Sofia Almeida entrou no gabinete de Marta, a responsável pelos Recursos Humanos da "Monteiro Vinhos".

"Marta, bom dia. Venho formalizar o meu pedido de demissão."

Marta olhou para Sofia, surpreendida.

"Sofia? Tem a certeza? O Sr. Monteiro aprovou o pedido, mas não sabia que era seu. Ele sempre elogiou muito o seu trabalho."

Sofia sorriu, um sorriso que não chegava aos olhos.

"Tenho, Marta. São problemas familiares. Preciso de voltar para Évora, ajudar os meus pais."

Engoliu em seco antes de acrescentar a desculpa que tinha ensaiado.

"E, quem sabe, encontrar um marido por lá."

Marta ainda tentou demovê-la.

"Mas Sofia, o seu futuro aqui é promissor. O Tiago..."

"Agradeço a preocupação, Marta, mas a minha decisão está tomada."

Sofia manteve a postura firme, escondendo a tempestade que lhe ia na alma.

Saiu do gabinete dos RH e dirigiu-se à sua secretária. Era hora de arrumar as suas coisas, os vestígios de anos de dedicação e de um amor secreto.

Cada objeto que pegava parecia um portal para o passado.

A imagem de Inês Monteiro surgiu-lhe nítida. Conheceram-se na faculdade, em Lisboa. Sofia, a rapariga humilde de Évora, e Inês, a irmã do futuro CEO de uma das maiores empresas de vinho do Porto, tornaram-se inseparáveis.

Inês era o seu oposto: extrovertida, confiante, vinda de um berço de ouro. Mas a amizade delas era genuína, um porto seguro para ambas.

Foi Inês que a apresentou a Tiago.

Sofia lembrava-se do dia como se fosse hoje. Tiago Monteiro, alto, com um olhar intenso que parecia atravessar a alma, carismático.

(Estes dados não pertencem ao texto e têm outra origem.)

//! Property tests for the bulk dispatcher.
//!
//! Failures are injected per `(recipient, channel)` at random; every
//! recipient's outcomes must reflect exactly its own injected failures.

use std::collections::HashSet;
use std::sync::Arc;

use async_trait::async_trait;
use proptest::prelude::*;

use crm_notifier::{
    Channel, Dispatcher, DispatcherConfig, MessagingProvider, NotifierError, Recipient,
};

struct InjectedFailures {
    fail_for: HashSet<String>,
}

#[async_trait]
impl MessagingProvider for InjectedFailures {
    async fn send(&self, _from: &str, to: &str, _body: &str) -> Result<String, NotifierError> {
        tokio::task::yield_now().await;
        if self.fail_for.contains(to) {
            Err(NotifierError::Provider {
                status: 503,
                message: "injected".to_string(),
            })
        } else {
            Ok(format!("id-{}", to))
        }
    }
}

fn runtime() -> tokio::runtime::Runtime {
    tokio::runtime::Builder::new_multi_thread()
        .worker_threads(2)
        .enable_all()
        .build()
        .unwrap()
}

proptest! {
    #![proptest_config(ProptestConfig::with_cases(64))]

    #[test]
    fn failures_never_cross_recipients(
        flags in prop::collection::vec((any::<bool>(), any::<bool>()), 1..40),
        ceiling in 1usize..32,
    ) {
        let recipients: Vec<Recipient> = (0..flags.len())
            .map(|i| Recipient::new(format!("98{:08}", i)))
            .collect();

        let mut fail_for = HashSet::new();
        for (recipient, (sms_fails, whatsapp_fails)) in recipients.iter().zip(&flags) {
            let number = format!("+91{}", recipient.mobile);
            if *sms_fails {
                fail_for.insert(Channel::Sms.address(&number));
            }
            if *whatsapp_fails {
                fail_for.insert(Channel::WhatsApp.address(&number));
            }
        }

        let dispatcher = Dispatcher::new(
            Arc::new(InjectedFailures { fail_for }),
            DispatcherConfig {
                max_concurrency: ceiling,
                ..Default::default()
            },
        );

        let report = runtime()
            .block_on(dispatcher.dispatch(&recipients, "property check"))
            .unwrap();

        prop_assert_eq!(report.total_recipients, flags.len());
        prop_assert_eq!(report.attempts(), flags.len() * 2);

        for ((entry, recipient), (sms_fails, whatsapp_fails)) in
            report.recipients.iter().zip(&recipients).zip(&flags)
        {
            prop_assert_eq!(&entry.mobile, &recipient.mobile);
            prop_assert_eq!(entry.outcomes.len(), 2);
            prop_assert_eq!(
                entry.outcome(Channel::Sms).unwrap().is_delivered(),
                !*sms_fails
            );
            prop_assert_eq!(
                entry.outcome(Channel::WhatsApp).unwrap().is_delivered(),
                !*whatsapp_fails
            );
        }

        let expected_failures = flags
            .iter()
            .map(|(a, b)| usize::from(*a) + usize::from(*b))
            .sum::<usize>();
        prop_assert_eq!(report.failed, expected_failures);
    }
}
//! Bulk SMS / WhatsApp delivery for customer broadcasts.
//!
//! The [`Dispatcher`] fans a message out to every recipient over two
//! independent channels and returns a [`DispatchReport`] once every attempt
//! has resolved. Delivery itself goes through a [`MessagingProvider`], injected
//! at construction so tests can substitute a stub.

pub mod dispatcher;
pub mod error;
pub mod provider;
pub mod report;

pub use dispatcher::{Dispatcher, DispatcherConfig, Recipient};
pub use error::NotifierError;
pub use provider::{DisabledProvider, MessagingProvider, TwilioProvider};
pub use report::{AttemptOutcome, Channel, ChannelOutcome, DispatchReport, RecipientReport};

Desde esse primeiro encontro, o coração de Sofia bateu de forma diferente por ele. Um sentimento que ela guardou, silencioso, no fundo do peito.

Após a licenciatura, com distinção em Gestão, Sofia soube da vaga para assistente pessoal de Tiago.

Não hesitou. Era a oportunidade de estar perto dele, mesmo que apenas como uma sombra eficiente.

Uma festa da empresa, meses depois de ter começado a trabalhar. Música alta, luzes coloridas, o cheiro a vinho e a perfume no ar.

Sofia viu Tiago num canto, visivelmente alterado. Alguém lhe tinha posto algo na bebida.

Aproximou-se, preocupada.

"Sr. Monteiro, está tudo bem?"

Ele olhou para ela, os olhos turvos, um sorriso estranho nos lábios.

"Sofia... você está aqui."

Antes que ela pudesse reagir, ele puxou-a para si e beijou-a. Um beijo desesperado, febril.

Sofia, apanhada de surpresa, sentiu o mundo girar. O amor secreto, reprimido durante tanto tempo, explodiu dentro dela.

Passaram a noite juntos no apartamento dele.

Na manhã seguinte, a realidade caiu sobre Sofia como um balde de água fria.

Tiago acordou, olhou para ela com uma expressão indecifrável e estendeu-lhe um cheque.

"Isto é para compensar a noite. Eu amo a Beatriz. Ela é tudo para mim."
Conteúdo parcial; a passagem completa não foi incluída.